Em conversa com Época NEGÓCIOS em um café no Itaim Bibi, em São Paulo, Luis falou sobre a estratégia do negócio, a possível abertura de capital e seu país, a Guatemala, um tema que nunca fica de fora em suas conversas.
Qual a importância do Brasil para o Duolingo?
O Brasil é o nosso segundo país em usuários e o terceiro em faturamento [embora grátis, o app gera receita com anúncios e assinaturas que dão ao usuário o direito ao acesso offline e à remoção de anúncios]. Pensávamos que no Brasil as pessoas não iam pagar por isso ou que os anúncios não iam nos dar muito dinheiro, mas ocorreu o oposto. A título de comparação, o México é o nosso terceiro mercado em termos de usuários, mas em receita está mais ou menos na 15ª posição. E a maior parte do dinheiro que vem dos brasileiros não é por cliques em anúncios. É via assinatura de usuários mesmo. E é uma receita que é o dobro da proveniente dos cliques. Cada clique rende ao redor de um centavo e por cada assinatura recebemos R$ 30 [há 25 mil assinaturas no país].
Curioso. O brasileiro tem fama de não querer pagar por serviços premium.
Quando lançamos a assinatura no Brasil, pensamos que o preço era muito elevado, porque é o mesmo cobrado nos Estados Unidos. Baixamos o preço no Brasil e passamos a receber menos dinheiro. Percebemos que há dois tipos de usuário no país. Os que pagam, em geral, têm iPhone. Não importa muito o preço para eles. Simplesmente não querem ver anúncios. A outra parte, que é a maioria, não paga. E não pagaria mesmo que o preço fosse menor.
Vocês nunca fizeram investimento em publicidade. Por quê?
Nunca fizemos nada. Há duas razões para isso. Primeiro, acreditamos que o boca é boca é a melhor propaganda.

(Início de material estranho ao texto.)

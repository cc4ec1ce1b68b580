// Copyright 2026 QubitOS Contributors
// SPDX-License-Identifier: Apache-2.0

//! Cavity cooling simulator
//!
//! Runs the cavity, feedback and combined cooling scenarios and reports the
//! mean photon number of each.
//!
//! # Usage
//!
//! ```bash
//! # All three scenarios with default configuration
//! cavity-cooling run
//!
//! # One scenario, deterministic master equation, JSON output
//! cavity-cooling run --scenario feedback --method master_equation --json
//!
//! # Compare the trajectory ensemble against the master equation
//! cavity-cooling cross-check --trajectories 1000
//!
//! # Show effective configuration
//! cavity-cooling config --config cavity-cooling.yaml
//! ```

use std::path::PathBuf;

use clap::{Parser, Subcommand};
use serde::Serialize;
use tracing::{error, info};
use tracing_subscriber::{fmt, prelude::*, EnvFilter};

use cavity_cooling_sim::config::{Config, Method};
use cavity_cooling_sim::error::ValidationError;
use cavity_cooling_sim::{Error, Orchestrator, Result, Scenario, ScenarioReport, VERSION};

/// Cavity and feedback cooling simulator
#[derive(Parser)]
#[command(name = "cavity-cooling")]
#[command(author = "QubitOS Contributors")]
#[command(version = VERSION)]
#[command(about = "Compare cavity, feedback and combined cooling of an atom-cavity system")]
struct Cli {
    /// Path to configuration file
    #[arg(short, long, global = true)]
    config: Option<PathBuf>,

    /// Log level (trace, debug, info, warn, error); overrides the config file
    #[arg(long, global = true)]
    log_level: Option<String>,

    /// Trajectories per ensemble
    #[arg(long, global = true, env = "CAVITY_SIM_TRAJECTORIES")]
    trajectories: Option<usize>,

    /// Base random seed
    #[arg(long, global = true, env = "CAVITY_SIM_SEED")]
    seed: Option<u64>,

    /// Evolution method (monte_carlo, master_equation)
    #[arg(long, global = true)]
    method: Option<String>,

    /// Print machine-readable JSON instead of a table
    #[arg(long, global = true)]
    json: bool,

    #[command(subcommand)]
    command: Commands,
}

#[derive(Subcommand)]
enum Commands {
    /// Run the cooling scenarios
    Run {
        /// Run only this scenario (cavity, feedback, combined)
        #[arg(short, long)]
        scenario: Option<String>,
    },

    /// Run both evolution methods and compare the photon number
    CrossCheck {
        /// Check only this scenario (cavity, feedback, combined)
        #[arg(short, long)]
        scenario: Option<String>,
    },

    /// Show effective configuration
    Config,

    /// Validate configuration file
    Validate,
}

fn main() -> Result<()> {
    let cli = Cli::parse();

    // Load configuration
    let mut config = Config::load(cli.config.as_deref())?;

    // Override config with CLI args
    if let Some(level) = &cli.log_level {
        config.logging.level = level.clone();
    }
    if let Some(n) = cli.trajectories {
        config.solver.num_trajectories = n;
    }
    if let Some(seed) = cli.seed {
        config.solver.seed = seed;
    }
    if let Some(name) = &cli.method {
        config.solver.method = Method::from_name(name).ok_or_else(|| {
            Error::from(ValidationError::Field {
                field: "method".into(),
                message: format!("unknown method '{}'", name),
            })
        })?;
    }

    init_logging(&config.logging.level, &config.logging.format);

    match cli.command {
        Commands::Run { scenario } => {
            let scenarios = select_scenarios(scenario.as_deref())?;
            info!(
                version = VERSION,
                method = config.solver.method.as_str(),
                trajectories = config.solver.num_trajectories,
                seed = config.solver.seed,
                "Starting cooling comparison"
            );
            let orchestrator = Orchestrator::new(config)?;

            let comparison = if scenarios.len() == Scenario::ALL.len() {
                orchestrator.run_all()
            } else {
                let mut reports = Vec::new();
                for s in scenarios {
                    reports.push(orchestrator.run_scenario(s)?);
                }
                print_reports(&reports, cli.json)?;
                return Ok(());
            };

            if cli.json {
                print_json(&comparison)?;
            } else {
                print_table(&comparison.reports);
                for failure in &comparison.failures {
                    eprintln!("{}: Error - {}", failure.scenario, failure.error);
                }
            }

            if let Some(e) = comparison.first_error() {
                error!(error = %e, "Cooling comparison incomplete");
                std::process::exit(1);
            }
        }

        Commands::CrossCheck { scenario } => {
            let scenarios = select_scenarios(scenario.as_deref())?;
            let orchestrator = Orchestrator::new(config)?;

            let mut checks = Vec::new();
            for s in scenarios {
                checks.push(orchestrator.cross_check(s)?);
            }

            if cli.json {
                print_json(&checks)?;
            } else {
                println!(
                    "{:<18} {:>12} {:>14} {:>14}",
                    "Scenario", "Trajectories", "Max |Δn|", "Max rel. dev."
                );
                for c in &checks {
                    println!(
                        "{:<18} {:>12} {:>14.6} {:>14.4}",
                        c.scenario.name(),
                        c.trajectories,
                        c.max_abs_deviation,
                        c.max_relative_deviation
                    );
                }
            }
        }

        Commands::Config => {
            println!("{}", serde_yaml::to_string(&config)?);
        }

        Commands::Validate => match config.validate() {
            Ok(()) => {
                println!("Configuration is valid");
            }
            Err(e) => {
                eprintln!("Configuration error: {}", e);
                std::process::exit(1);
            }
        },
    }

    Ok(())
}

/// Initialize logging with tracing. Logs go to stderr so stdout stays clean
/// for reports.
fn init_logging(level: &str, format: &str) {
    let filter = EnvFilter::try_from_default_env().unwrap_or_else(|_| EnvFilter::new(level));
    let registry = tracing_subscriber::registry().with(filter);

    if format.eq_ignore_ascii_case("json") {
        registry
            .with(fmt::layer().json().with_target(true).with_writer(std::io::stderr))
            .init();
    } else {
        registry
            .with(fmt::layer().with_target(true).with_writer(std::io::stderr))
            .init();
    }
}

fn select_scenarios(name: Option<&str>) -> Result<Vec<Scenario>> {
    match name {
        None => Ok(Scenario::ALL.to_vec()),
        Some(name) => Scenario::from_name(name).map(|s| vec![s]).ok_or_else(|| {
            ValidationError::Field {
                field: "scenario".into(),
                message: format!("unknown scenario '{}' (cavity, feedback, combined)", name),
            }
            .into()
        }),
    }
}

fn print_reports(reports: &[ScenarioReport], json: bool) -> Result<()> {
    if json {
        print_json(&reports)
    } else {
        print_table(reports);
        Ok(())
    }
}

fn print_json<T: Serialize + ?Sized>(value: &T) -> Result<()> {
    println!("{}", serde_json::to_string_pretty(value)?);
    Ok(())
}

fn print_table(reports: &[ScenarioReport]) {
    println!(
        "{:<18} {:<16} {:>12} {:>12} {:>8} {:>12}",
        "Scenario", "Method", "Final ⟨n⟩", "Peak ⟨n⟩", "t_peak", "Late ⟨n⟩"
    );
    for r in reports {
        println!(
            "{:<18} {:<16} {:>12.6} {:>12.6} {:>8.3} {:>12.6}",
            r.scenario.name(),
            r.method.as_str(),
            r.final_metric,
            r.peak_value,
            r.peak_time,
            r.long_time_average
        );
    }
}
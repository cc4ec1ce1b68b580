// Copyright 2026 QubitOS Contributors
// SPDX-License-Identifier: Apache-2.0

//! Jaynes–Cummings Hamiltonian with an optional feedback term.
//!
//!   H₀ = Δ a†a + g (a†σ⁻ + a σ⁺)
//!   H_fb(x) = γ_fb · x · a†a
//!
//! The static part is built once. The feedback part depends on the latest
//! measurement outcome x and is added to a fresh copy of H₀ for every
//! grid interval; H₀ itself is never modified.

use std::borrow::Cow;

use ndarray::Array2;
use num_complex::Complex64;
use serde::{Deserialize, Serialize};

use crate::feedback::FeedbackController;
use crate::operators::OperatorSpace;

/// Scalar couplings of the cavity-atom Hamiltonian (ħ = 1).
#[derive(Debug, Clone, Copy, PartialEq)]
pub struct CouplingParams {
    /// Cavity detuning Δ.
    pub detuning: f64,
    /// Atom-cavity coupling g.
    pub coupling: f64,
    /// Feedback gain γ_fb.
    pub feedback_gain: f64,
}

/// How measurement outcomes enter the Hamiltonian of a run.
#[derive(Debug, Clone, Copy, Default, PartialEq, Eq, Serialize, Deserialize)]
#[serde(rename_all = "snake_case")]
pub enum FeedbackMode {
    /// H(t_k) = H₀ + H_fb(x_k); each interval sees only its own measurement.
    #[default]
    Recomputed,
    /// One static H₀ + γ_fb · (Σ_j x_j) · a†a, summed over one draw per grid
    /// point before evolution starts. Every trajectory of a run and the
    /// master-equation run share the same record, so the two modes agree.
    /// Reproduces the numbers of older scripts.
    Accumulating,
}

/// Builds H₀ and feedback terms from a shared operator space.
#[derive(Debug, Clone)]
pub struct HamiltonianAssembler {
    base: Array2<Complex64>,
    number: Array2<Complex64>,
    feedback_gain: f64,
}

impl HamiltonianAssembler {
    pub fn new(ops: &OperatorSpace, params: &CouplingParams) -> Self {
        let detuning = Complex64::new(params.detuning, 0.0);
        let coupling = Complex64::new(params.coupling, 0.0);

        // a†σ⁻ and aσ⁺ are mutual adjoints, so H₀ is Hermitian by construction
        let exchange = ops.a_dag().dot(ops.sigma_minus()) + ops.a().dot(ops.sigma_plus());
        let base = ops.number() * detuning + exchange * coupling;

        Self {
            base,
            number: ops.number().clone(),
            feedback_gain: params.feedback_gain,
        }
    }

    /// The static Hamiltonian H₀.
    pub fn base(&self) -> &Array2<Complex64> {
        &self.base
    }

    pub fn feedback_gain(&self) -> f64 {
        self.feedback_gain
    }

    /// H_fb(x) = γ_fb · x · a†a.
    pub fn feedback_term(&self, x: f64) -> Array2<Complex64> {
        &self.number * Complex64::new(self.feedback_gain * x, 0.0)
    }

    /// H₀ when feedback is disabled, otherwise H₀ + H_fb(x).
    pub fn current_hamiltonian(&self, x: f64, feedback_enabled: bool) -> Array2<Complex64> {
        if feedback_enabled {
            &self.base + &self.feedback_term(x)
        } else {
            self.base.clone()
        }
    }

    /// H₀ + Σ_j H_fb(x_j) over `draws` outcomes taken from `controller`.
    pub fn accumulated_hamiltonian(
        &self,
        controller: &mut FeedbackController,
        draws: usize,
    ) -> Array2<Complex64> {
        let total: f64 = (0..draws).map(|_| controller.sample()).sum();
        self.current_hamiltonian(total, true)
    }
}

/// Hamiltonian in force over one grid interval.
#[derive(Debug)]
pub struct IntervalHamiltonian<'s> {
    pub hamiltonian: Cow<'s, Array2<Complex64>>,
    /// Measurement outcome that produced the feedback term, if any.
    pub measurement: Option<f64>,
}

#[derive(Debug)]
enum Source<'a> {
    Base,
    Shared(&'a Array2<Complex64>),
    Feedback(FeedbackController),
}

/// Per-run Hamiltonian source.
///
/// A schedule is created fresh for each trajectory (or master-equation run)
/// and owns the feedback controller's random stream, so no state survives
/// from one run into the next.
#[derive(Debug)]
pub struct HamiltonianSchedule<'a> {
    assembler: &'a HamiltonianAssembler,
    source: Source<'a>,
}

impl<'a> HamiltonianSchedule<'a> {
    /// Time-independent H₀.
    pub fn fixed(assembler: &'a HamiltonianAssembler) -> Self {
        Self {
            assembler,
            source: Source::Base,
        }
    }

    /// Time-independent `hamiltonian` shared by several runs, such as the
    /// output of [`HamiltonianAssembler::accumulated_hamiltonian`].
    pub fn shared(
        assembler: &'a HamiltonianAssembler,
        hamiltonian: &'a Array2<Complex64>,
    ) -> Self {
        Self {
            assembler,
            source: Source::Shared(hamiltonian),
        }
    }

    /// H₀ plus a feedback term recomputed from `controller`, one draw per
    /// interval.
    pub fn with_feedback(
        assembler: &'a HamiltonianAssembler,
        controller: FeedbackController,
    ) -> Self {
        Self {
            assembler,
            source: Source::Feedback(controller),
        }
    }

    /// True when every interval sees the same Hamiltonian.
    pub fn is_static(&self) -> bool {
        !matches!(self.source, Source::Feedback(_))
    }

    /// Advance to the next grid interval and return its Hamiltonian.
    pub fn advance(&mut self) -> IntervalHamiltonian<'_> {
        match &mut self.source {
            Source::Base => IntervalHamiltonian {
                hamiltonian: Cow::Borrowed(self.assembler.base()),
                measurement: None,
            },
            Source::Shared(h) => IntervalHamiltonian {
                hamiltonian: Cow::Borrowed(*h),
                measurement: None,
            },
            Source::Feedback(controller) => {
                let x = controller.sample();
                IntervalHamiltonian {
                    hamiltonian: Cow::Owned(self.assembler.current_hamiltonian(x, true)),
                    measurement: Some(x),
                }
            }
        }
    }
}

#[cfg(test)]
mod tests {
    use super::*;
    use crate::linalg::hermiticity_deviation;
    use approx::assert_relative_eq;

    fn setup() -> (OperatorSpace, HamiltonianAssembler) {
        let ops = OperatorSpace::new(5, 2).unwrap();
        let params = CouplingParams {
            detuning: 1.0,
            coupling: 1.0,
            feedback_gain: 0.2,
        };
        let asm = HamiltonianAssembler::new(&ops, &params);
        (ops, asm)
    }

    fn max_diff(a: &Array2<Complex64>, b: &Array2<Complex64>) -> f64 {
        (a - b).iter().map(|z| z.norm()).fold(0.0, f64::max)
    }

    #[test]
    fn test_base_is_hermitian() {
        let (_, asm) = setup();
        assert!(hermiticity_deviation(asm.base()) < 1e-14);
    }

    #[test]
    fn test_base_matrix_elements() {
        let (ops, asm) = setup();
        // ⟨1,g|H₀|0,e⟩ = g, ⟨1,g|H₀|1,g⟩ = Δ
        let e0 = ops.basis_ket(0, 1).unwrap();
        let g1 = ops.basis_ket(1, 0).unwrap();
        let h_e0 = asm.base().dot(&e0);
        let h_g1 = asm.base().dot(&g1);
        let coupling: Complex64 = g1.iter().zip(h_e0.iter()).map(|(a, b)| a.conj() * b).sum();
        let energy: Complex64 = g1.iter().zip(h_g1.iter()).map(|(a, b)| a.conj() * b).sum();
        assert_relative_eq!(coupling.re, 1.0, epsilon = 1e-14);
        assert_relative_eq!(energy.re, 1.0, epsilon = 1e-14);
    }

    #[test]
    fn test_disabled_feedback_returns_base() {
        let (_, asm) = setup();
        let h = asm.current_hamiltonian(3.7, false);
        assert_eq!(&h, asm.base());
    }

    #[test]
    fn test_feedback_term_is_scaled_number_operator() {
        let (ops, asm) = setup();
        let h = asm.current_hamiltonian(-1.5, true);
        let expected = asm.base() + &(ops.number() * Complex64::new(0.2 * -1.5, 0.0));
        assert!(max_diff(&h, &expected) < 1e-14);
        assert!(hermiticity_deviation(&h) < 1e-14);
    }

    #[test]
    fn test_recomputed_schedule_does_not_accumulate() {
        let (_, asm) = setup();
        let mut schedule = HamiltonianSchedule::with_feedback(&asm, FeedbackController::new(3));
        let mut replay = FeedbackController::new(3);
        for _ in 0..50 {
            let step = schedule.advance();
            let x = replay.sample();
            assert_eq!(step.measurement, Some(x));
            let deviation = max_diff(&step.hamiltonian, asm.base());
            // only this step's term: |γ x| · (N−1) at most
            assert!(deviation <= 0.2 * x.abs() * 4.0 + 1e-12);
        }
        // H₀ untouched after many steps
        let (_, fresh) = setup();
        assert_eq!(asm.base(), fresh.base());
    }

    #[test]
    fn test_accumulated_hamiltonian_sums_every_draw() {
        let (_, asm) = setup();
        let h = asm.accumulated_hamiltonian(&mut FeedbackController::new(9), 10);
        let mut replay = FeedbackController::new(9);
        let total: f64 = (0..10).map(|_| replay.sample()).sum();
        assert!(max_diff(&h, &asm.current_hamiltonian(total, true)) < 1e-12);
        assert!(hermiticity_deviation(&h) < 1e-14);

        // the same seed gives the same record
        let again = asm.accumulated_hamiltonian(&mut FeedbackController::new(9), 10);
        assert_eq!(h, again);
        assert_eq!(asm.accumulated_hamiltonian(&mut FeedbackController::new(9), 0), *asm.base());
    }

    #[test]
    fn test_shared_schedule_is_static() {
        let (_, asm) = setup();
        let h = asm.accumulated_hamiltonian(&mut FeedbackController::new(4), 25);
        let mut schedule = HamiltonianSchedule::shared(&asm, &h);
        assert!(schedule.is_static());
        for _ in 0..5 {
            let step = schedule.advance();
            assert!(step.measurement.is_none());
            assert_eq!(&*step.hamiltonian, &h);
        }
    }

    #[test]
    fn test_fixed_schedule_is_static() {
        let (_, asm) = setup();
        let mut schedule = HamiltonianSchedule::fixed(&asm);
        assert!(schedule.is_static());
        let step = schedule.advance();
        assert!(step.measurement.is_none());
        assert_eq!(&*step.hamiltonian, asm.base());
    }
}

Se o produto é suficientemente bom, o boca a boca vai funcionar bem. Segundo, até pouco tempo atrás, não ganhávamos nada de dinheiro com o Duolingo. Então, seria estranho gastar para obter usuários com os quais não íamos ganhar nenhum centavo. Não fazia sentido. Mas agora, com a assinatura, já ganhamos algo. Acabamos de contratar uma chefe de marketing que tem passagem pela Nintendo e pelo Yahoo, onde ela tinha um orçamento de milhões de dólares. Algo ela vai querer gastar.
Vocês instalaram outdoor em San Francisco a fim de atrair talentos da região do Vale do Silício para Pittsburg (Pensilvânia). Ela veio de lá?
Sim. Foi a segunda pessoa que veio do Vale do Silício para trabalhar com a gente. A primeira foi um profissional que faz pesquisa com usuários. O trabalho dele é falar com os usuários e ver o que está ou não funcionando. Recebemos milhares de ligações quando instalamos esse outdoor. A ideia foi do Severin [Severin Hacker, o outro cofundador do Duolingo].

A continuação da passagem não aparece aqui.